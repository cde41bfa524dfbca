//! Chunk Planning
//!
//! Splits cleaned text into pieces that fit a character budget, preferring to
//! cut after a sentence, then at a word boundary, and only as a last resort in
//! the middle of a word.

/// How far back from the budget edge to look for a sentence terminator
pub const SENTENCE_LOOKBACK: usize = 120;

const SENTENCE_TERMINATORS: [char; 3] = ['.', '!', '?'];

/// Split `text` into chunks of at most `budget` characters
///
/// Text that already fits comes back as a single, untouched chunk. Otherwise
/// every chunk is trimmed and empty chunks are dropped, so joining the result
/// with single spaces reproduces the word sequence of `text`.
///
/// A zero budget is treated as one character.
#[must_use]
pub fn split_message(text: &str, budget: usize) -> Vec<String> {
    let budget = budget.max(1);
    let chars: Vec<char> = text.chars().collect();
    if chars.len() <= budget {
        return vec![text.to_string()];
    }
    plan(&chars, budget)
}

/// Split `text` into display pages of at most `size` characters
///
/// Same cutting rules as [`split_message`], but the input is trimmed first and
/// empty input yields no pages.
#[must_use]
pub fn paginate(text: &str, size: usize) -> Vec<String> {
    let text = text.trim();
    if text.is_empty() {
        return Vec::new();
    }
    let chars: Vec<char> = text.chars().collect();
    plan(&chars, size.max(1))
}

fn plan(chars: &[char], budget: usize) -> Vec<String> {
    let mut chunks = Vec::new();
    let mut remaining = chars;

    while !remaining.is_empty() {
        if remaining.len() <= budget {
            push_trimmed(&mut chunks, remaining);
            break;
        }

        let cut = find_cut(remaining, budget);
        push_trimmed(&mut chunks, &remaining[..cut]);
        remaining = trim_start(&remaining[cut..]);
    }

    chunks
}

/// Pick the cut position for a window that does not fit
///
/// `chars` is longer than `budget`. Returns a position in `1..=budget`; a
/// space sitting right at the budget edge counts as a word boundary.
fn find_cut(chars: &[char], budget: usize) -> usize {
    let floor = budget.saturating_sub(SENTENCE_LOOKBACK);
    if let Some(end) =
        (floor + 1..=budget).rev().find(|&i| SENTENCE_TERMINATORS.contains(&chars[i - 1]))
    {
        return end;
    }

    match chars[..=budget].iter().rposition(|&c| c == ' ') {
        Some(space) if space > 0 => space,
        _ => budget,
    }
}

fn trim_start(chars: &[char]) -> &[char] {
    let start = chars
        .iter()
        .position(|c| !c.is_whitespace())
        .unwrap_or(chars.len());
    &chars[start..]
}

fn push_trimmed(chunks: &mut Vec<String>, chars: &[char]) {
    let chunk: String = chars.iter().collect();
    let chunk = chunk.trim();
    if !chunk.is_empty() {
        chunks.push(chunk.to_string());
    }
}
//! Shared Transport State
//!
//! One record per transport, written by the caller and by background tasks.
//! It sits behind a `parking_lot::Mutex` that is only held for reads and
//! compare-and-update steps, never across a send or a sleep.

use tokio::task::JoinHandle;
use tokio::time::Instant;

/// Mutable state of a chatbox transport
#[derive(Debug)]
pub struct TransportState {
    /// Monotonic message generation
    pub sequence_id: u64,

    /// Background chunk sender for the current generation
    pub active_task: Option<JoinHandle<()>>,

    /// Pending auto-clear timers, one per completed message
    pub auto_clear: Vec<JoinHandle<()>>,

    /// Last typing indicator value sent
    pub is_typing: bool,

    /// Last successful conversational or idle transmit
    pub last_message_time: Option<Instant>,

    /// Last time the agent finished speaking
    pub last_speech_end_time: Option<Instant>,

    /// Last idle block transmit
    pub last_idle_ui_sent: Option<Instant>,

    /// When the transport was created
    pub app_start_time: Instant,
}

impl TransportState {
    /// Fresh state starting now
    #[must_use]
    pub fn new() -> Self {
        Self {
            sequence_id: 0,
            active_task: None,
            auto_clear: Vec::new(),
            is_typing: false,
            last_message_time: None,
            last_speech_end_time: None,
            last_idle_ui_sent: None,
            app_start_time: Instant::now(),
        }
    }

    /// Whether a chunked send is still running
    #[must_use]
    pub fn has_active_send_task(&self) -> bool {
        self.active_task
            .as_ref()
            .is_some_and(|task| !task.is_finished())
    }

    /// Start a new generation, returning its id and the previous send task
    pub fn begin_generation(&mut self) -> (u64, Option<JoinHandle<()>>) {
        self.sequence_id += 1;
        (self.sequence_id, self.active_task.take())
    }

    /// Whether `id` is still the current generation
    #[must_use]
    pub fn is_current(&self, id: u64) -> bool {
        self.sequence_id == id
    }
}

impl Default for TransportState {
    fn default() -> Self {
        Self::new()
    }
}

▶ **Your instructions**
Recreate the full listing above precisely.

▶ **Completed exercise**
repository cde41bfa524dfbca
//! Chunk Planning
//!
//! Splits cleaned text into pieces that fit a character budget, preferring to
//! cut after a sentence, then at a word boundary, and only as a last resort in
//! the middle of a word.

/// How far back from the budget edge to look for a sentence terminator
pub const SENTENCE_LOOKBACK: usize = 120;

const SENTENCE_TERMINATORS: [char; 3] = ['.', '!', '?'];

/// Split `text` into chunks of at most `budget` characters
///
/// Text that already fits comes back as a single, untouched chunk. Otherwise
/// every chunk is trimmed and empty chunks are dropped, so joining the result
/// with single spaces reproduces the word sequence of `text`.
///
/// A zero budget is treated as one character.
#[must_use]
pub fn split_message(text: &str, budget: usize) -> Vec<String> {
    let budget = budget.max(1);
    let chars: Vec<char> = text.chars().collect();
    if chars.len() <= budget {
        return vec![text.to_string()];
    }
    plan(&chars, budget)
}

/// Split `text` into display pages of at most `size` characters
///
/// Same cutting rules as [`split_message`], but the input is trimmed first and
/// empty input yields no pages.
#[must_use]
pub fn paginate(text: &str, size: usize) -> Vec<String> {
    let text = text.trim();
    if text.is_empty() {
        return Vec::new();
    }
    let chars: Vec<char> = text.chars().collect();
    plan(&chars, size.max(1))
}

fn plan(chars: &[char], budget: usize) -> Vec<String> {
    let mut chunks = Vec::new();
    let mut remaining = chars;

    while !remaining.is_empty() {
        if remaining.len() <= budget {
            push_trimmed(&mut chunks, remaining);
            break;
        }

        let cut = find_cut(remaining, budget);
        push_trimmed(&mut chunks, &remaining[..cut]);
        remaining = trim_start(&remaining[cut..]);
    }

    chunks
}

/// Pick the cut position for a window that does not fit
///
/// `chars` is longer than `budget`. Returns a position in `1..=budget`; a
/// space sitting right at the budget edge counts as a word boundary.
fn find_cut(chars: &[char], budget: usize) -> usize {
    let floor = budget.saturating_sub(SENTENCE_LOOKBACK);
    if let Some(end) =
        (floor + 1..=budget).rev().find(|&i| SENTENCE_TERMINATORS.contains(&chars[i - 1]))
    {
        return end;
    }

    match chars[..=budget].iter().rposition(|&c| c == ' ') {
        Some(space) if space > 0 => space,
        _ => budget,
    }
}

fn trim_start(chars: &[char]) -> &[char] {
    let start = chars
        .iter()
        .position(|c| !c.is_whitespace())
        .unwrap_or(chars.len());
    &chars[start..]
}

fn push_trimmed(chunks: &mut Vec<String>, chars: &[char]) {
    let chunk: String = chars.iter().collect();
    let chunk = chunk.trim();
    if !chunk.is_empty() {
        chunks.push(chunk.to_string());
    }
}
//! Shared Transport State
//!
//! One record per transport, written by the caller and by background tasks.
//! It sits behind a `parking_lot::Mutex` that is only held for reads and
//! compare-and-update steps, never across a send or a sleep.

use tokio::task::JoinHandle;
use tokio::time::Instant;

/// Mutable state of a chatbox transport
#[derive(Debug)]
pub struct TransportState {
    /// Monotonic message generation
    pub sequence_id: u64,

    /// Background chunk sender for the current generation
    pub active_task: Option<JoinHandle<()>>,

    /// Pending auto-clear timers, one per completed message
    pub auto_clear: Vec<JoinHandle<()>>,

    /// Last typing indicator value sent
    pub is_typing: bool,

    /// Last successful conversational or idle transmit
    pub last_message_time: Option<Instant>,

    /// Last time the agent finished speaking
    pub last_speech_end_time: Option<Instant>,

    /// Last idle block transmit
    pub last_idle_ui_sent: Option<Instant>,

    /// When the transport was created
    pub app_start_time: Instant,
}

impl TransportState {
    /// Fresh state starting now
    #[must_use]
    pub fn new() -> Self {
        Self {
            sequence_id: 0,
            active_task: None,
            auto_clear: Vec::new(),
            is_typing: false,
            last_message_time: None,
            last_speech_end_time: None,
            last_idle_ui_sent: None,
            app_start_time: Instant::now(),
        }
    }

    /// Whether a chunked send is still running
    #[must_use]
    pub fn has_active_send_task(&self) -> bool {
        self.active_task
            .as_ref()
            .is_some_and(|task| !task.is_finished())
    }

    /// Start a new generation, returning its id and the previous send task
    pub fn begin_generation(&mut self) -> (u64, Option<JoinHandle<()>>) {
        self.sequence_id += 1;
        (self.sequence_id, self.active_task.take())
    }

    /// Whether `id` is still the current generation
    #[must_use]
    pub fn is_current(&self, id: u64) -> bool {
        self.sequence_id == id
    }
}

impl Default for TransportState {
    fn default() -> Self {
        Self::new()
    }
}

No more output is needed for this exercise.